▶ [Activity]: Every record must be copied exactly. Leave nothing out.

(Beginning of Dataset)

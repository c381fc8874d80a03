//! Weighted soft-voting over classifier outputs

use crate::error::{PipelineError, Result};
use crate::models::registry::ModelHandle;
use crate::preprocess::ImageTensor;
use crate::types::family::{DiseaseFamily, Taxonomy};
use std::collections::BTreeMap;
use std::time::Duration;
use tracing::{debug, warn};

/// Floor for the weight denominator.
pub const MIN_WEIGHT_SUM: f64 = 1e-6;

/// Fused decision of one ensemble run
#[derive(Debug, Clone, PartialEq)]
pub struct Vote {
    /// Winning class name
    pub label: String,
    /// Fused probability of the winning class (0.0 - 1.0)
    pub confidence: f64,
    /// Fused distribution, aligned with `taxonomy`
    pub probabilities: Vec<f64>,
    /// Output taxonomy (binary when the input taxonomy collapsed)
    pub taxonomy: Taxonomy,
    /// Normalized distribution of each contributing model
    pub model_probabilities: BTreeMap<String, Vec<f64>>,
    /// Sum of the weights that actually contributed
    pub contributing_weight: f64,
    /// Time spent inside each model that ran
    pub model_times: BTreeMap<String, Duration>,
}

/// Fold a 4-way vector into `[v0 + v1, v2 + v3]`.
pub fn collapse_pairs(raw: &[f64]) -> Vec<f64> {
    raw.chunks(2).map(|pair| pair.iter().sum()).collect()
}

/// Scale `values` to sum to one. `None` when the sum is zero or not finite.
pub fn l1_normalize(values: &[f64]) -> Option<Vec<f64>> {
    let sum: f64 = values.iter().sum();
    if sum == 0.0 || !sum.is_finite() {
        return None;
    }
    Some(values.iter().map(|v| v / sum).collect())
}

/// Index and value of the maximum; the lowest index wins ties.
pub fn argmax(values: &[f64]) -> Option<(usize, f64)> {
    values
        .iter()
        .copied()
        .enumerate()
        .fold(None, |best, (index, value)| match best {
            Some((_, best_value)) if value <= best_value => best,
            _ => Some((index, value)),
        })
}

/// Combines classifier outputs for one disease family.
#[derive(Debug, Clone)]
pub struct EnsembleVoter {
    family: DiseaseFamily,
    /// Model weights; missing entries weigh zero
    weights: BTreeMap<String, f64>,
    /// Taxonomy the classifiers were trained on
    taxonomy: Taxonomy,
}

impl EnsembleVoter {
    pub fn new(family: DiseaseFamily, weights: BTreeMap<String, f64>, taxonomy: Taxonomy) -> Self {
        Self {
            family,
            weights,
            taxonomy,
        }
    }

    pub fn weight(&self, model: &str) -> f64 {
        self.weights.get(model).copied().unwrap_or(0.0)
    }

    pub fn taxonomy(&self) -> &Taxonomy {
        &self.taxonomy
    }

    /// Run every positively weighted handle on `image` and fuse the results.
    ///
    /// The first failing model aborts the vote; a partial ensemble is never
    /// averaged.
    pub fn vote(&self, image: &ImageTensor, handles: &BTreeMap<String, ModelHandle>) -> Result<Vote> {
        if handles.is_empty() {
            return Err(PipelineError::ModelsUnavailable {
                family: self.family,
            });
        }

        let mut outputs = Vec::with_capacity(handles.len());
        let mut model_times = BTreeMap::new();

        for (name, handle) in handles {
            if self.weight(name) <= 0.0 {
                debug!(model = %name, "Skipping model without weight");
                continue;
            }

            let (output, elapsed) = handle.infer(image)?;
            model_times.insert(name.clone(), elapsed);
            outputs.push((name.as_str(), output));
        }

        let mut vote = self.fuse(outputs.iter().map(|(name, output)| (*name, output.as_slice())))?;
        vote.model_times = model_times;
        Ok(vote)
    }

    /// Fuse raw model outputs in the order given.
    pub fn fuse<'a, I>(&self, outputs: I) -> Result<Vote>
    where
        I: IntoIterator<Item = (&'a str, &'a [f32])>,
    {
        let taxonomy = self.taxonomy.output();
        let mut total = vec![0.0; taxonomy.len()];
        let mut contributing_weight = 0.0;
        let mut model_probabilities = BTreeMap::new();

        for (name, raw) in outputs {
            let weight = self.weight(name);
            if weight <= 0.0 {
                continue;
            }

            if raw.len() != self.taxonomy.len() {
                return Err(PipelineError::inference(
                    name,
                    format!(
                        "expected {} class scores, got {}",
                        self.taxonomy.len(),
                        raw.len()
                    ),
                ));
            }

            if let Some(bad) = raw.iter().find(|p| !p.is_finite() || **p < 0.0) {
                return Err(PipelineError::inference(
                    name,
                    format!("class score {} is not a probability", bad),
                ));
            }

            let raw: Vec<f64> = raw.iter().map(|&p| p as f64).collect();
            let grouped = if self.taxonomy.collapses() {
                collapse_pairs(&raw)
            } else {
                raw
            };

            let Some(normalized) = l1_normalize(&grouped) else {
                warn!(model = %name, output = ?grouped, "Model output sums to zero, ignoring it");
                continue;
            };

            for (acc, p) in total.iter_mut().zip(&normalized) {
                *acc += p * weight;
            }
            contributing_weight += weight;
            model_probabilities.insert(name.to_string(), normalized);
        }

        if contributing_weight == 0.0 {
            warn!(family = %self.family, "No weighted model contributed to the vote");
        }

        let denominator = contributing_weight.max(MIN_WEIGHT_SUM);
        let probabilities: Vec<f64> = total.iter().map(|p| p / denominator).collect();

        let (index, confidence) = argmax(&probabilities).unwrap_or((0, 0.0));
        let label = taxonomy.name(index).unwrap_or_default().to_string();

        debug!(
            family = %self.family,
            label = %label,
            confidence = confidence,
            probabilities = ?probabilities,
            "Ensemble vote complete"
        );

        Ok(Vote {
            label,
            confidence,
            probabilities,
            taxonomy,
            model_probabilities,
            contributing_weight,
            model_times: BTreeMap::new(),
        })
    }
}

(End of Dataset)

▶ [Task solution]:
repository c381fc8874d80a03
//! Weighted soft-voting over classifier outputs

use crate::error::{PipelineError, Result};
use crate::models::registry::ModelHandle;
use crate::preprocess::ImageTensor;
use crate::types::family::{DiseaseFamily, Taxonomy};
use std::collections::BTreeMap;
use std::time::Duration;
use tracing::{debug, warn};

/// Floor for the weight denominator.
pub const MIN_WEIGHT_SUM: f64 = 1e-6;

/// Fused decision of one ensemble run
#[derive(Debug, Clone, PartialEq)]
pub struct Vote {
    /// Winning class name
    pub label: String,
    /// Fused probability of the winning class (0.0 - 1.0)
    pub confidence: f64,
    /// Fused distribution, aligned with `taxonomy`
    pub probabilities: Vec<f64>,
    /// Output taxonomy (binary when the input taxonomy collapsed)
    pub taxonomy: Taxonomy,
    /// Normalized distribution of each contributing model
    pub model_probabilities: BTreeMap<String, Vec<f64>>,
    /// Sum of the weights that actually contributed
    pub contributing_weight: f64,
    /// Time spent inside each model that ran
    pub model_times: BTreeMap<String, Duration>,
}

/// Fold a 4-way vector into `[v0 + v1, v2 + v3]`.
pub fn collapse_pairs(raw: &[f64]) -> Vec<f64> {
    raw.chunks(2).map(|pair| pair.iter().sum()).collect()
}

/// Scale `values` to sum to one. `None` when the sum is zero or not finite.
pub fn l1_normalize(values: &[f64]) -> Option<Vec<f64>> {
    let sum: f64 = values.iter().sum();
    if sum == 0.0 || !sum.is_finite() {
        return None;
    }
    Some(values.iter().map(|v| v / sum).collect())
}

/// Index and value of the maximum; the lowest index wins ties.
pub fn argmax(values: &[f64]) -> Option<(usize, f64)> {
    values
        .iter()
        .copied()
        .enumerate()
        .fold(None, |best, (index, value)| match best {
            Some((_, best_value)) if value <= best_value => best,
            _ => Some((index, value)),
        })
}

/// Combines classifier outputs for one disease family.
#[derive(Debug, Clone)]
pub struct EnsembleVoter {
    family: DiseaseFamily,
    /// Model weights; missing entries weigh zero
    weights: BTreeMap<String, f64>,
    /// Taxonomy the classifiers were trained on
    taxonomy: Taxonomy,
}

impl EnsembleVoter {
    pub fn new(family: DiseaseFamily, weights: BTreeMap<String, f64>, taxonomy: Taxonomy) -> Self {
        Self {
            family,
            weights,
            taxonomy,
        }
    }

    pub fn weight(&self, model: &str) -> f64 {
        self.weights.get(model).copied().unwrap_or(0.0)
    }

    pub fn taxonomy(&self) -> &Taxonomy {
        &self.taxonomy
    }

    /// Run every positively weighted handle on `image` and fuse the results.
    ///
    /// The first failing model aborts the vote; a partial ensemble is never
    /// averaged.
    pub fn vote(&self, image: &ImageTensor, handles: &BTreeMap<String, ModelHandle>) -> Result<Vote> {
        if handles.is_empty() {
            return Err(PipelineError::ModelsUnavailable {
                family: self.family,
            });
        }

        let mut outputs = Vec::with_capacity(handles.len());
        let mut model_times = BTreeMap::new();

        for (name, handle) in handles {
            if self.weight(name) <= 0.0 {
                debug!(model = %name, "Skipping model without weight");
                continue;
            }

            let (output, elapsed) = handle.infer(image)?;
            model_times.insert(name.clone(), elapsed);
            outputs.push((name.as_str(), output));
        }

        let mut vote = self.fuse(outputs.iter().map(|(name, output)| (*name, output.as_slice())))?;
        vote.model_times = model_times;
        Ok(vote)
    }

    /// Fuse raw model outputs in the order given.
    pub fn fuse<'a, I>(&self, outputs: I) -> Result<Vote>
    where
        I: IntoIterator<Item = (&'a str, &'a [f32])>,
    {
        let taxonomy = self.taxonomy.output();
        let mut total = vec![0.0; taxonomy.len()];
        let mut contributing_weight = 0.0;
        let mut model_probabilities = BTreeMap::new();

        for (name, raw) in outputs {
            let weight = self.weight(name);
            if weight <= 0.0 {
                continue;
            }

            if raw.len() != self.taxonomy.len() {
                return Err(PipelineError::inference(
                    name,
                    format!(
                        "expected {} class scores, got {}",
                        self.taxonomy.len(),
                        raw.len()
                    ),
                ));
            }

            if let Some(bad) = raw.iter().find(|p| !p.is_finite() || **p < 0.0) {
                return Err(PipelineError::inference(
                    name,
                    format!("class score {} is not a probability", bad),
                ));
            }

            let raw: Vec<f64> = raw.iter().map(|&p| p as f64).collect();
            let grouped = if self.taxonomy.collapses() {
                collapse_pairs(&raw)
            } else {
                raw
            };

            let Some(normalized) = l1_normalize(&grouped) else {
                warn!(model = %name, output = ?grouped, "Model output sums to zero, ignoring it");
                continue;
            };

            for (acc, p) in total.iter_mut().zip(&normalized) {
                *acc += p * weight;
            }
            contributing_weight += weight;
            model_probabilities.insert(name.to_string(), normalized);
        }

        if contributing_weight == 0.0 {
            warn!(family = %self.family, "No weighted model contributed to the vote");
        }

        let denominator = contributing_weight.max(MIN_WEIGHT_SUM);
        let probabilities: Vec<f64> = total.iter().map(|p| p / denominator).collect();

        let (index, confidence) = argmax(&probabilities).unwrap_or((0, 0.0));
        let label = taxonomy.name(index).unwrap_or_default().to_string();

        debug!(
            family = %self.family,
            label = %label,
            confidence = confidence,
            probabilities = ?probabilities,
            "Ensemble vote complete"
        );

        Ok(Vote {
            label,
            confidence,
            probabilities,
            taxonomy,
            model_probabilities,
            contributing_weight,
            model_times: BTreeMap::new(),
        })
    }
}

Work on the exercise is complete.